人工地震で調査 高知と愛媛
08年03月05日朝刊
地中でダイナマイトを爆破し「人工地震」を起こす実験が四日未明、高知、愛媛両県の三カ所で行われた。四国西部の地中のプレートの形などを調べるため、独立行政法人防災科学技術研究所(茨城県つくば市)が実施。五日未明にも両県の別の三カ所で実験する。
南海地震は、陸側プレートの下にもぐり込んでいる海側のフィリピン海プレートが陸側プレートに一部くっついて一緒に沈み続け、ひずみに耐えられなくなった陸側プレートが一気に跳ね上がるため起きるとされる。

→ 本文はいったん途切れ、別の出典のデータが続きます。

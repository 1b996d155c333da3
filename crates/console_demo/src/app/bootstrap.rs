use std::env;
use std::path::PathBuf;
use std::rc::Rc;

use keyup_console::{
    load_config, ConsoleOptions, ExtensionConfig, KeyUpBindings, SharedTimeScale,
    TimeScaleControl, CONFIG_ENV_VAR,
};
use tracing::info;
use tracing_subscriber::EnvFilter;

use super::replay::{self, ScriptTick};

pub(crate) struct AppWiring {
    pub(crate) bindings: KeyUpBindings,
    pub(crate) options: ConsoleOptions,
    pub(crate) time_scale: SharedTimeScale,
    pub(crate) script: Vec<ScriptTick>,
}

pub(crate) fn build_app() -> Result<AppWiring, String> {
    init_tracing();
    info!("=== KeyUp Console Demo ===");

    let config = resolve_config()?;
    let script = match env::args_os().nth(1) {
        Some(path) => replay::load_script(&PathBuf::from(path))?,
        None => replay::default_script()?,
    };

    let bindings = KeyUpBindings::new(config.key_bindings);
    let mut options = ConsoleOptions::new(bindings.clone());
    let time_scale = SharedTimeScale::new();
    let control = TimeScaleControl::new(config.time_scale, Rc::new(time_scale.clone()));
    let entries = control
        .install(&mut options)
        .map_err(|error| format!("install time scale entries: {error}"))?;

    info!(
        entries,
        bound_chords = bindings.bound_chords().len(),
        bindings_enabled = bindings.is_enabled(),
        script_ticks = script.len(),
        "demo_wired"
    );

    Ok(AppWiring {
        bindings,
        options,
        time_scale,
        script,
    })
}

fn init_tracing() {
    let filter = EnvFilter::try_from_default_env().unwrap_or_else(|_| EnvFilter::new("info"));
    tracing_subscriber::fmt()
        .with_env_filter(filter)
        .with_target(false)
        .with_thread_names(true)
        .compact()
        .init();
}

fn resolve_config() -> Result<ExtensionConfig, String> {
    match env::var_os(CONFIG_ENV_VAR) {
        Some(raw) => {
            let path = PathBuf::from(raw);
            let config = load_config(&path).map_err(|error| error.to_string())?;
            info!(path = %path.display(), "config_loaded");
            Ok(config)
        }
        None => {
            info!(env_var = CONFIG_ENV_VAR, "config_defaulted");
            Ok(ExtensionConfig::default())
        }
    }
}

同研究所はこの大きな跳ね上がりとは別に、陸側プレートの深部が数日間かけ、上側に断続的に戻っていく現象が半年に一回、起きていることを近年の研究で確認。この現象とほぼ同時に、人が感知できない程度で揺れる「低周波微動」が四国や紀伊半島から東海地方にかけての範囲で起きているという。
今回の調査は、プレート境界付近の構造やプレートの動きと低周波微動の関連性をより明らかにするのが目的。同研究所は「低周波微動が起きる間隔と大きさを監視することで、大地震がいつ発生するかを予測できるかもしれない。まずは低周波微動の発生メカニズムを解明したい」と話している。
実験は地下七十五メートルにダイナマイト五百キロを埋めて爆破。爆破で生じる人工の地震波を高知、愛媛両県の三百六十カ所で観測し、プレートの境界にぶつかって反射した振動波の到達時間などから境界付近の形や地質の状況を調べる。
本県では四日に高岡郡梼原町と吾川郡いの町で実験を行い、五日未明には高岡郡四万十町で実験する。爆破場所は民家から一キロ以上離れた山中などで、付近住民には周知済みという。